[发明专利]一种登革热病毒的恒温扩增检测试剂盒及检测方法

说明书

技术领域

本发明涉及一种针对登革热病毒核酸的快速检测技术，适合对登革热病毒(I，II，III和VI型)的定性检测。

背景技术

登革热是由登革热病毒所引起的一种传染病，它是由属于黑斑蚊(也称艾迪斯蚊、伊蚊)的白线斑蚊(Aedes albopictus)与埃及斑蚊(Aedes aegypti)先叮咬患者后，成为“病媒蚊”，其它健康的人可能因这只病媒蚊叮咬而感染。有可能出现极度疲倦及抑郁症状，偶然病者会恶化至登革溢血热，并进一步出血、休克，甚至死亡。登革热产生的并发症往往是病人致死的主因。一般来说登革热主要分布在热带及亚热带地区。

登革热病毒广泛分布在北纬25度与南纬25度间，至1980年止，全球亚热带地区，有活动性登革热病毒传播的国家多达61个；广泛流行于全球热带及亚热带的60多个国家和地区，每年超过一亿人受感染，25亿以上的人受到威胁。登革病毒的传播现已经成为热带、亚热带地区严重的公共卫生问题。登革热影响所有年龄的人，但是大部分的登革溢血热却发生在年龄15岁以下的儿童。

近年来的发展起来针对登革热病毒的荧光定量PCR(Fluorescence Quantitative PCR，FQ-PCR)技术以其灵敏度高，速度快，特异性强等优点在登革热病毒的基因检测水平上有着广泛的应用，是目前登革热病毒检测的主要方法，目前国内市场上已经有了关于登革热病毒核酸定量检测试剂盒。

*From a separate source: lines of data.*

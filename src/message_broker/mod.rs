// region:    --- Imports
use crate::config::Config;
use crate::error::{GalleryError, GalleryResult};
use crate::event_store::Event;
use rdkafka::admin::{AdminClient, AdminOptions, NewTopic, TopicReplication};
use rdkafka::client::DefaultClientContext;
use rdkafka::consumer::{Consumer, StreamConsumer};
use rdkafka::error::RDKafkaErrorCode;
use rdkafka::message::Message;
use rdkafka::producer::{FutureProducer, FutureRecord, Producer};
use rdkafka::ClientConfig;
use std::future::Future;
use std::sync::Arc;
use std::time::Duration;
use tracing::{debug, error, info, warn};

// endregion: --- Imports

// region:    --- Kafka Producer
#[derive(Clone)]
pub struct KafkaProducer {
    producer: Arc<FutureProducer>,
}

impl KafkaProducer {
    pub fn new(brokers: &str) -> GalleryResult<Self> {
        let producer: FutureProducer = ClientConfig::new()
            .set("bootstrap.servers", brokers)
            .set("message.timeout.ms", "5000")
            .create()
            .map_err(|e| GalleryError::Broker(format!("Producer creation error: {e}")))?;

        Ok(KafkaProducer {
            producer: Arc::new(producer),
        })
    }

    pub async fn send_message(&self, topic: &str, key: &str, value: &str) -> Result<(), String> {
        info!(
            "{:<12} --> Sending message: topic={}, key={}",
            "Producer", topic, key
        );
        let record = FutureRecord::to(topic).key(key).payload(value);

        self.producer
            .send(record, Duration::from_secs(0))
            .await
            .map_err(|(e, _)| format!("Error sending message: {:?}", e))?;

        Ok(())
    }

    /// Fetch cluster metadata to confirm the brokers are reachable
    pub async fn check_connection(&self, timeout: Duration) -> GalleryResult<usize> {
        let producer = Arc::clone(&self.producer);
        let brokers = tokio::task::spawn_blocking(move || {
            producer
                .client()
                .fetch_metadata(None, timeout)
                .map(|metadata| metadata.brokers().len())
        })
        .await
        .map_err(|e| GalleryError::Broker(e.to_string()))?
        .map_err(|e| GalleryError::Broker(format!("Broker metadata unavailable: {e}")))?;

        Ok(brokers)
    }
}

// endregion: --- Kafka Producer

// region:    --- Kafka Consumer
pub struct KafkaConsumer {
    consumer: Arc<StreamConsumer>,
}

impl KafkaConsumer {
    pub fn new(brokers: &str, group_id: &str) -> GalleryResult<Self> {
        let consumer: StreamConsumer = ClientConfig::new()
            .set("bootstrap.servers", brokers)
            .set("group.id", group_id)
            .set("enable.auto.commit", "true")
            .set("auto.offset.reset", "earliest")
            .set("session.timeout.ms", "6000")
            .set("fetch.max.bytes", "5242880")
            .set("allow.auto.create.topics", "true")
            .create()
            .map_err(|e| GalleryError::Broker(format!("Consumer creation failed: {e}")))?;

        Ok(KafkaConsumer {
            consumer: Arc::new(consumer),
        })
    }

    /// Subscribe to `topic` and feed every decodable event to `handler`, forever
    pub async fn consume_events<F, Fut>(&self, topic: &str, handler: F) -> GalleryResult<()>
    where
        F: Fn(Event) -> Fut + Send + 'static,
        Fut: Future<Output = GalleryResult<()>> + Send + 'static,
    {
        info!("{:<12} --> Consuming events: topic={}", "Consumer", topic);
        self.consumer
            .subscribe(&[topic])
            .map_err(|e| GalleryError::Broker(e.to_string()))?;

        loop {
            match self.consumer.recv().await {
                Ok(message) => {
                    debug!(
                        "{:<12} --> Message received: topic={}, partition={}, offset={}",
                        "Consumer",
                        message.topic(),
                        message.partition(),
                        message.offset()
                    );

                    let Some(payload) = message.payload() else {
                        warn!("{:<12} --> Empty payload", "Consumer");
                        continue;
                    };

                    match serde_json::from_slice::<Event>(payload) {
                        Ok(event) => {
                            let event_id = event.id;
                            if let Err(e) = handler(event).await {
                                error!(
                                    "{:<12} --> Event {} handling failed: {}",
                                    "Consumer", event_id, e
                                );
                            }
                        }
                        Err(e) => error!("{:<12} --> Undecodable payload: {:?}", "Consumer", e),
                    }
                }
                Err(e) => error!("{:<12} --> Receive error: {:?}", "Consumer", e),
            }
        }
    }
}

// endregion: --- Kafka Consumer

// region:    --- Kafka Manager
pub struct KafkaManager {
    producer: Arc<KafkaProducer>,
    consumer: Arc<KafkaConsumer>,
    brokers: String,
}

impl KafkaManager {
    pub fn new(config: &Config) -> GalleryResult<Self> {
        let producer = Arc::new(KafkaProducer::new(&config.kafka_brokers)?);
        let consumer = Arc::new(KafkaConsumer::new(
            &config.kafka_brokers,
            &config.kafka_group_id,
        )?);

        Ok(KafkaManager {
            producer,
            consumer,
            brokers: config.kafka_brokers.clone(),
        })
    }

    pub fn get_producer(&self) -> Arc<KafkaProducer> {
        Arc::clone(&self.producer)
    }

    pub fn get_consumer(&self) -> Arc<KafkaConsumer> {
        Arc::clone(&self.consumer)
    }

    /// Wait until the brokers answer a metadata request
    pub async fn initialize(&self) -> GalleryResult<()> {
        info!("{:<12} --> Kafka initialization started", "Manager");

        let max_attempts = 10;
        for attempt in 1..=max_attempts {
            match self.producer.check_connection(Duration::from_secs(1)).await {
                Ok(brokers) => {
                    info!("{:<12} --> Kafka reachable: {} broker(s)", "Manager", brokers);
                    return Ok(());
                }
                Err(e) => warn!(
                    "{:<12} --> Waiting for Kafka... (attempt {}/{}): {}",
                    "Manager", attempt, max_attempts, e
                ),
            }
        }

        Err(GalleryError::Broker("Kafka did not become reachable".into()))
    }

    /// Create the topic unless it already exists
    pub async fn create_topic(
        &self,
        topic_name: &str,
        num_partitions: i32,
        replication_factor: i32,
    ) -> GalleryResult<()> {
        info!("{:<12} --> Creating topic: {}", "Manager", topic_name);

        let admin_client: AdminClient<DefaultClientContext> = ClientConfig::new()
            .set("bootstrap.servers", &self.brokers)
            .create()
            .map_err(|e| GalleryError::Broker(format!("AdminClient creation failed: {e}")))?;

        let new_topic = NewTopic::new(
            topic_name,
            num_partitions,
            TopicReplication::Fixed(replication_factor),
        );

        let results = admin_client
            .create_topics(&[new_topic], &AdminOptions::new())
            .await
            .map_err(|e| GalleryError::Broker(format!("Topic creation failed: {e}")))?;

        for result in results {
            match result {
                Ok(name) => info!("{:<12} --> Topic created: {}", "Manager", name),
                Err((name, RDKafkaErrorCode::TopicAlreadyExists)) => {
                    info!("{:<12} --> Topic already exists: {}", "Manager", name)
                }
                Err((name, code)) => {
                    return Err(GalleryError::Broker(format!(
                        "Topic creation failed for {name}: {code:?}"
                    )))
                }
            }
        }
        Ok(())
    }
}

// endregion: --- Kafka Manager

FQ-PCR虽然有着简便，快速，灵敏的优势，但是其检测需要昂贵的仪器，且容易造成假阳性等问题。

发明内容

本发明的目的在于提供一种准确、灵敏、快速地检测登革热核酸的恒温扩增检测试剂盒及其检测方法。

登革热病毒核酸的恒温扩增检测试剂盒，包括如下部分：

a)RNA提取液：德国QIAGEN RNA提取试剂盒(Qia-14162)

b)恒温扩增反应液：

包括正向外围引物、反向外围引物、两条探针、两条交叉扩增引物、1×Thermol buffer、MgSO₄、dNTPs溶液、1×RNA secure、Bst DNA聚合酶(8U)、AMV逆转录酶(1U)和DEPC水，其中：

所述的外围引物分别为：

正向外围引物序列为5’-ACTATGCTGCCTGTAGCTCC-3’；

反向外围引物序列为5’-CTGGAATGATGCTGAGGAGAC-3’；

所述的两条探针的序列分别为：

正向5’端生物素(Biotin)标记探针：5’-Biotin-CACTACGCCATGCGTACAGC-3’

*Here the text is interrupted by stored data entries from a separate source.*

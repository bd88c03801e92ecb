pub mod artwork;
pub mod auction;
pub mod bidding;
pub mod config;
pub mod database;
pub mod error;
pub mod event_store;
pub mod handlers;
pub mod message_broker;
pub mod notification;
pub mod profile;
pub mod query;
pub mod scheduler;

反向3’端异硫氰酸荧光素(Fitc)标记探针：5’-AGCGTCAATATGCTGTTTTTTG-Fitc-3’：

所述的扩增交叉引物分别为：

扩增反向引物5’-GGGAGGCCACAAACCATGGAGCAGGATCTCTGGTCTTTCC-3’

扩增正向引物5’-GCAGGATCTCTGGTCTTTCCGGGAGGCCACAAACCATGGA-3’

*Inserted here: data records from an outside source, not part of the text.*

//! Artwork commands
//! 1. submission
//! 2. pending artwork edit
//! 3. staff approval (opens the auction)
//! 4. staff rejection (cancels a live auction)
//! 5. staff bulk delete
// region:    --- Imports
use super::model::{ApprovalStatus, Artwork, AuctionDuration, Category};
use crate::auction::events::GalleryEvent;
use crate::auction::lifecycle;
use crate::auction::model::Auction;
use crate::bidding::validation::MAX_AMOUNT;
use crate::database::DatabaseManager;
use crate::error::{GalleryError, GalleryResult};
use crate::event_store::{append_event, publish_committed, Event, EventPublisher};
use crate::profile::commands::{load_profile, require_staff};
use chrono::Utc;
use rust_decimal::Decimal;
use serde::{Deserialize, Serialize};
use sqlx::PgConnection;
use tracing::info;
// endregion: --- Imports

// region:    --- Commands
#[derive(Debug, Serialize, Deserialize, Clone)]
pub struct SubmitArtworkCommand {
    pub title: String,
    #[serde(default)]
    pub description: String,
    pub image: String,
    pub category: String,
    pub reserve_price: Decimal,
    #[serde(default)]
    pub auction_duration: Option<String>,
}

/// A submission that passed validation
#[derive(Debug, Clone, PartialEq)]
pub struct NewArtwork {
    pub title: String,
    pub description: String,
    pub image: String,
    pub category: Category,
    pub reserve_price: Decimal,
    pub auction_duration: AuctionDuration,
}

impl SubmitArtworkCommand {
    pub fn validate(&self) -> GalleryResult<NewArtwork> {
        let title = self.title.trim();
        if title.is_empty() {
            return Err(GalleryError::Validation("Title is required.".into()));
        }
        if title.chars().count() > 255 {
            return Err(GalleryError::Validation(
                "Title is limited to 255 characters.".into(),
            ));
        }
        let image = self.image.trim();
        if image.is_empty() {
            return Err(GalleryError::Validation("Image is required.".into()));
        }
        let category: Category = self
            .category
            .parse()
            .map_err(|_| GalleryError::Validation(format!("Unknown category: {}", self.category)))?;
        if self.reserve_price < Decimal::ZERO {
            return Err(GalleryError::Validation(
                "Reserve price cannot be negative.".into(),
            ));
        }
        if self.reserve_price > MAX_AMOUNT {
            return Err(GalleryError::Validation(
                "Reserve price cannot exceed 99999999.99.".into(),
            ));
        }
        if self.reserve_price.normalize().scale() > 2 {
            return Err(GalleryError::Validation(
                "Reserve price cannot have more than two decimal places.".into(),
            ));
        }
        let auction_duration = match self.auction_duration.as_deref() {
            None => AuctionDuration::default(),
            Some(raw) => AuctionDuration::parse(raw).ok_or_else(|| {
                GalleryError::Validation(format!(
                    "Auction duration must be one of 3, 5, 7, 30 or 60 days, got {raw}"
                ))
            })?,
        };

        Ok(NewArtwork {
            title: title.to_string(),
            description: self.description.trim().to_string(),
            image: image.to_string(),
            category,
            reserve_price: self.reserve_price,
            auction_duration,
        })
    }
}

#[derive(Debug, Serialize, Deserialize, Clone)]
pub struct EditArtworkCommand {
    pub field: String,
    pub value: String,
}

#[derive(Debug, Serialize, Deserialize, Clone)]
pub struct DeleteArtworksCommand {
    pub artwork_ids: Vec<i64>,
}

/// Result of an approval: the approved artwork and its live auction
#[derive(Debug, Serialize, Deserialize, Clone)]
pub struct ApprovalOutcome {
    pub artwork: Artwork,
    pub auction: Auction,
}

/// Result of a rejection: the rejected artwork and the auction it cancelled, if any
#[derive(Debug, Serialize, Deserialize, Clone)]
pub struct RejectionOutcome {
    pub artwork: Artwork,
    pub cancelled_auction: Option<Auction>,
}

/// 1. submission
pub async fn handle_submit_artwork(
    artist_id: i64,
    cmd: SubmitArtworkCommand,
    auto_approve: bool,
    db_manager: &DatabaseManager,
    publisher: &dyn EventPublisher,
) -> GalleryResult<Artwork> {
    info!("{:<12} --> Artwork submission by {}", "Command", artist_id);
    let new_artwork = cmd.validate()?;

    let mut tx = db_manager.pool().begin().await?;
    load_profile(&mut tx, artist_id).await?;

    let artwork = sqlx::query_as::<_, Artwork>(
        "INSERT INTO artworks (artist_id, title, description, image, category, reserve_price,
                               approval_status, auction_duration, create_date)
         VALUES ($1, $2, $3, $4, $5, $6, 'pending', $7, $8)
         RETURNING *",
    )
    .bind(artist_id)
    .bind(&new_artwork.title)
    .bind(&new_artwork.description)
    .bind(&new_artwork.image)
    .bind(new_artwork.category.as_str())
    .bind(new_artwork.reserve_price)
    .bind(new_artwork.auction_duration.as_stored())
    .bind(Utc::now())
    .fetch_one(&mut *tx)
    .await?;

    if !auto_approve {
        tx.commit().await?;
        return Ok(artwork);
    }

    let (outcome, event) = approve_locked(&mut tx, artwork).await?;
    tx.commit().await?;
    publish_committed(publisher, &[event]).await;
    Ok(outcome.artwork)
}

/// 2. pending artwork edit
pub async fn handle_edit_pending_artwork(
    artist_id: i64,
    artwork_id: i64,
    cmd: EditArtworkCommand,
    db_manager: &DatabaseManager,
) -> GalleryResult<Artwork> {
    info!(
        "{:<12} --> Artwork {} field update: {}",
        "Command", artwork_id, cmd.field
    );
    let sql = match cmd.field.as_str() {
        "title" => {
            let title = cmd.value.trim();
            if title.is_empty() || title.chars().count() > 255 {
                return Err(GalleryError::Validation(
                    "Title must be between 1 and 255 characters.".into(),
                ));
            }
            "UPDATE artworks SET title = $1 WHERE id = $2 RETURNING *"
        }
        "description" => "UPDATE artworks SET description = $1 WHERE id = $2 RETURNING *",
        other => return Err(GalleryError::InvalidField(other.to_string())),
    };

    let mut tx = db_manager.pool().begin().await?;
    let artwork = lock_artwork(&mut tx, artwork_id).await?;
    if artwork.artist_id != artist_id {
        return Err(GalleryError::Forbidden(
            "Only the artist can edit this artwork.".into(),
        ));
    }
    if artwork.approval_status != ApprovalStatus::Pending {
        return Err(GalleryError::Conflict(
            "Only pending artworks can be edited.".into(),
        ));
    }

    let updated = sqlx::query_as::<_, Artwork>(sql)
        .bind(cmd.value.trim())
        .bind(artwork_id)
        .fetch_one(&mut *tx)
        .await?;
    tx.commit().await?;
    Ok(updated)
}

/// 3. staff approval
pub async fn handle_approve_artwork(
    staff_id: i64,
    artwork_id: i64,
    db_manager: &DatabaseManager,
    publisher: &dyn EventPublisher,
) -> GalleryResult<ApprovalOutcome> {
    info!("{:<12} --> Approving artwork {}", "Command", artwork_id);
    let mut tx = db_manager.pool().begin().await?;
    require_staff(&mut tx, staff_id).await?;

    let artwork = lock_artwork(&mut tx, artwork_id).await?;
    let (outcome, event) = approve_locked(&mut tx, artwork).await?;

    tx.commit().await?;
    publish_committed(publisher, &[event]).await;
    Ok(outcome)
}

/// 4. staff rejection
pub async fn handle_reject_artwork(
    staff_id: i64,
    artwork_id: i64,
    db_manager: &DatabaseManager,
    publisher: &dyn EventPublisher,
) -> GalleryResult<RejectionOutcome> {
    info!("{:<12} --> Rejecting artwork {}", "Command", artwork_id);
    let mut tx = db_manager.pool().begin().await?;
    require_staff(&mut tx, staff_id).await?;

    lock_artwork(&mut tx, artwork_id).await?;
    let artwork = set_approval_status(&mut tx, artwork_id, ApprovalStatus::Rejected).await?;
    let cancelled_auction = lifecycle::cancel_live_auction(&mut tx, artwork_id).await?;
    let artist = load_profile(&mut tx, artwork.artist_id).await?;

    let event = append_event(
        &mut tx,
        &GalleryEvent::ArtworkDenied {
            artwork_id,
            title: artwork.title.clone(),
            artist_id: artist.id,
            artist_email: artist.email,
            cancelled_auction_id: cancelled_auction.as_ref().map(|auction| auction.id),
            timestamp: Utc::now(),
        },
    )
    .await?;

    tx.commit().await?;
    publish_committed(publisher, &[event]).await;
    Ok(RejectionOutcome {
        artwork,
        cancelled_auction,
    })
}

/// 5. staff bulk delete; auctions and bids go with their artworks
pub async fn handle_delete_artworks(
    staff_id: i64,
    cmd: DeleteArtworksCommand,
    db_manager: &DatabaseManager,
) -> GalleryResult<Vec<i64>> {
    info!(
        "{:<12} --> Deleting {} artwork(s)",
        "Command",
        cmd.artwork_ids.len()
    );
    if cmd.artwork_ids.is_empty() {
        return Err(GalleryError::Validation("No artworks selected.".into()));
    }

    let mut tx = db_manager.pool().begin().await?;
    require_staff(&mut tx, staff_id).await?;

    let deleted: Vec<i64> =
        sqlx::query_scalar("DELETE FROM artworks WHERE id = ANY($1) RETURNING id")
            .bind(&cmd.artwork_ids)
            .fetch_all(&mut *tx)
            .await?;

    tx.commit().await?;
    Ok(deleted)
}
// endregion: --- Commands

// region:    --- Helpers
async fn lock_artwork(conn: &mut PgConnection, artwork_id: i64) -> GalleryResult<Artwork> {
    sqlx::query_as::<_, Artwork>("SELECT * FROM artworks WHERE id = $1 FOR UPDATE")
        .bind(artwork_id)
        .fetch_optional(&mut *conn)
        .await?
        .ok_or(GalleryError::NotFound {
            entity: "Artwork",
            id: artwork_id,
        })
}

async fn set_approval_status(
    conn: &mut PgConnection,
    artwork_id: i64,
    status: ApprovalStatus,
) -> GalleryResult<Artwork> {
    Ok(
        sqlx::query_as::<_, Artwork>(
            "UPDATE artworks SET approval_status = $1 WHERE id = $2 RETURNING *",
        )
        .bind(status.as_str())
        .bind(artwork_id)
        .fetch_one(&mut *conn)
        .await?,
    )
}

/// Approve an artwork whose row the caller has locked and (re)start its auction
async fn approve_locked(
    conn: &mut PgConnection,
    artwork: Artwork,
) -> GalleryResult<(ApprovalOutcome, Event)> {
    let now = Utc::now();
    let artwork = set_approval_status(conn, artwork.id, ApprovalStatus::Approved).await?;
    let auction = lifecycle::start_auction(conn, &artwork, now).await?;
    let artist = load_profile(conn, artwork.artist_id).await?;

    let event = append_event(
        conn,
        &GalleryEvent::ArtworkApproved {
            artwork_id: artwork.id,
            auction_id: auction.id,
            title: artwork.title.clone(),
            artist_id: artist.id,
            artist_email: artist.email,
            end_date: auction.end_date,
            timestamp: now,
        },
    )
    .await?;

    Ok((ApprovalOutcome { artwork, auction }, event))
}
// endregion: --- Helpers

// endregion: --- Tests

所述的1×Thermol buffer含有摩尔浓度为20mM的Tris-HCl、10mM的KCl、10mM的(NH₄)₂SO₄、2mM的MgSO₄以及质量浓度为0.1％的Triton X-100，pH8.8。

所述试剂盒还包括阳性对照模板，该阳性对照模板为含有登革热病毒POLYPROTEIN基因片段的转录产物。

本发明还提供一种采用上述试剂盒检测登革热病毒核酸的方法，包括下列步骤：

a)用RNA提取试剂盒从待检测的标本中提取RNA；

b)将步骤a)提取得到的RNA作为模板加入到装有恒温扩增反应液的PCR管中，在60℃下扩增反应90分钟；对照PCR管中分别加入阳性对照模板和阴性对照模板，所述阳性对照模板为含有登革热病毒POLYPROTEIN基因片段的转录产物，所述阴性对照模板为DEPC水；

c)将反应后的PCR管放置到防污染核酸检测装置(专利号：ZL200610109620.4)中进行检测，15分钟以后判读结果，当试纸条的检测线呈阳性时，说明样品中含有登革热病毒。

本试剂盒为交叉引物恒温扩增靶核苷酸序列的方法及其应用(专利号：ZL200810134583.1)的应用，其核酸扩增的工作原理如图1所示。